Archives for category: Chicago

There seems to be no end to Mayor Rahm Emanuel’s war against the children and public schools of Chicago.

 

-MEDIA EVENT: FRIDAY, JUNE 21st, 10:00 a.m.-

 

Parents, Students and Education Advocates Express Outrage Over School Funding  

Raise Your Hand to Reveal School by School Breakdown totaling $74 million in cuts at 100 schools reported

What:        The CPS school funding crisis has reached a crisis point and students face a disastrous reduction in the quality of their educations. This multi-school parent-driven protest will illustrate the devastating reality of next year’s school budgets. Hundreds of parents, students and other supporters of many Chicago Public Schools will bring their outrage and their voices for change, to those who need to hear it most.  At issue for many schools may be:

  • Slashing of teacher and assistant principal positions
  • Elimination of Magnet Cluster status funding
  • Increases in class size to 30 and above
  • Cuts in bi-lingual education
  • Elimination or drastic reductions in music, art, physical education, foreign language, technology and other ESSENTIAL programming

 

When:         Friday, June 21, 10:00 – 11:00 a.m.

Where:       *James Thompson Center (State of Illinois Building), 100 W. Randolph

Why:             When the mayor enacted a 7-hour school day, students and parents were promised a FULL day, filled with the foundational academics AND enrichment AND resources.  Now, after shuttering 50 schools in order to “save money” and improve educational outcomes, CPS has released 2013-14 school budgets that are forcing other schools across the district to gut their staffs and programming. The result of the funding that has been put forth will be a day that is EMPTY!

Those in attendance are INSISTING that CPS, the City Council and Mayor Emanuel restore school-based devastating cuts in any way possible including:

1.     Declaring a Surplus on unallocated TIF funds to help recoup some of the losses in funding to CPS.

2.     Reallocating taxpayer money for unnecessary and unwarranted corporate and private venture TIF projects such as the DePaul University stadium, Vienna Beef relocation and Chicago Mercantile Exchange renovations to stop the bleeding at CPS and save public education in Chicago.
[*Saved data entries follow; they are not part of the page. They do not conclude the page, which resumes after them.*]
use thiserror::Error;

/// Errors raised by a [`MediaServer`](crate::MediaServer) implementation
///
/// The two connection failures (`Connectivity` and `Auth`) are the ones the
/// coordinator and command dispatcher absorb. The remaining variants describe
/// a request the server refused or answered with something unreadable, and are
/// surfaced to the caller.
#[derive(Debug, Error, Clone, PartialEq)]
pub enum ApiError {
    /// Transport failure
    ///
    /// The server is unreachable, the socket was reset, or the request timed
    /// out inside the client.
    #[error("Cannot connect to media server: {0}")]
    Connectivity(String),

    /// The server rejected the configured credentials
    #[error("Authentication rejected: {0}")]
    Auth(String),

    /// The server refused a request parameter
    ///
    /// Covers unknown zones, browse node ids that no longer exist and
    /// out-of-range command codes.
    #[error("Invalid parameter: {0}")]
    InvalidParameter(String),

    /// The server answered but the response could not be interpreted
    #[error("Protocol error: {0}")]
    Protocol(String),
}

impl ApiError {
    /// True for the failures that mean "the server cannot be talked to right now"
    pub fn is_connection_failure(&self) -> bool {
        matches!(self, ApiError::Connectivity(_) | ApiError::Auth(_))
    }
}

/// Type alias for results that can return an ApiError
pub type Result<T> = std::result::Result<T, ApiError>;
3.     State-level revenue and pension reform.

 

 

Who:            Hundreds of parents, students and education advocates representing some of Chicago’s best performing schools.

 

Photo Op:  Masses of school children, parents and community members rallied together for a single cause. Rolls of toilet paper will be carried as a symbol of how deep the current cuts will be hitting our schools. Signage illustrating WHAT INDIVIDUAL SCHOOL WILL BE LOSING – specific $s, # of teachers, specific programming, etc.
Spokespeople: Wendy Katten, Executive Director, Raise Your Hand

Contact: If you are interested in attending this event or if you would like to set up an interview, please contact Amy Smolensky at 312-485-0053 or amysmolensky@comcast.net.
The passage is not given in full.